Red Hat Chief Architect (and top presenter) Thomas Cameron’s SELinux for mere mortals breakout sessions are legendary. This year, Thomas decided to do for Gluster what he’s done for SELinux. Thus, the Red Hat Storage for Mere Mortals talk was born. This session offered a high-level overview of an install (from scratch) of Red Hat Gluster Storage 3 on Red Hat Enterprise Linux 7. He began with a quick history and architecture of Gluster, the upstream community project.
Thomas then built 4 demo virtual machines (VMs) from kickstart with @base, the minimum functional setting to get started. Though Red Hat Gluster Storage can be administered from a user interface (UI), Cameron focused on demonstrating functionality from the command-line tools, with NFS as the the mounting protocol (Gluster Storage also supports CIFS, Swift, and native GlusterFS).
Thomas noted that, on Red Hat Gluster Storage 3, SELinux needed to be disabled. He recommended that it be set to permissive instead so that you can watch everything in the logs. Disabling will not be necessary with version 3.1, as all of the components are now labeled in the targeted policy.
Once mount point /export/gluster (an arbitrary name, you can call your mounts whatever you like) was created on all nodes, Cameron ran ‘gluster peer probe’ for each node. Once a node has been probed, you do not have to run the command identifying that node again–the other peers will be aware of the new server. He then reviewed the 3 current and supported volumes types:
- Distributed Volumes
This is the most rudimentary configuration. All files are evenly distributed across the trusted storage pool. The benefit of a distribute volume is that it is fast.
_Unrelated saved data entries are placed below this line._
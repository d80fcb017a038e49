//! Rank pattern generation
//!
//! Seeded rank assignments for ordering properties. A narrow value range
//! produces many ties, which is what the within-rank order checks need.

use rand::prelude::*;
use rand_chacha::ChaCha8Rng;

/// Rank assignment shapes
#[derive(Debug, Clone, Copy)]
pub enum RankPattern {
    /// Uniform in `-range..=range`
    Random { seed: u64, range: i32 },
    /// Every member ranked equal
    Flat(i32),
    /// Strictly increasing, the reverse of the sorted order
    Ascending,
}

/// Ranks for `count` members
pub fn generate_ranks(pattern: RankPattern, count: usize) -> Vec<i32> {
    match pattern {
        RankPattern::Random { seed, range } => {
            let mut rng = ChaCha8Rng::seed_from_u64(seed);
            (0..count).map(|_| rng.gen_range(-range..=range)).collect()
        }
        RankPattern::Flat(rank) => vec![rank; count],
        RankPattern::Ascending => (0..count as i32).collect(),
    }
}

/// Seeds used by property style tests
pub const SEEDS: [u64; 8] = [1, 2, 3, 5, 8, 13, 21, 42];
The downside is that there is no redundancy, if a peer dies then all files on that particular server are lost.
- Replicated Volumes
All files are written to each peer in the trusted storage pool. The benefit is redundancy, however, there is a performance hit.
- Distributed Replicated Volumes
This volume improves read performance while providing redundancy. Cameron warns that this is expensive, as it requires more servers than the previous 2 configurations.
If your laptop is capable of running 4 virtual machines, then you can test these volume types at home.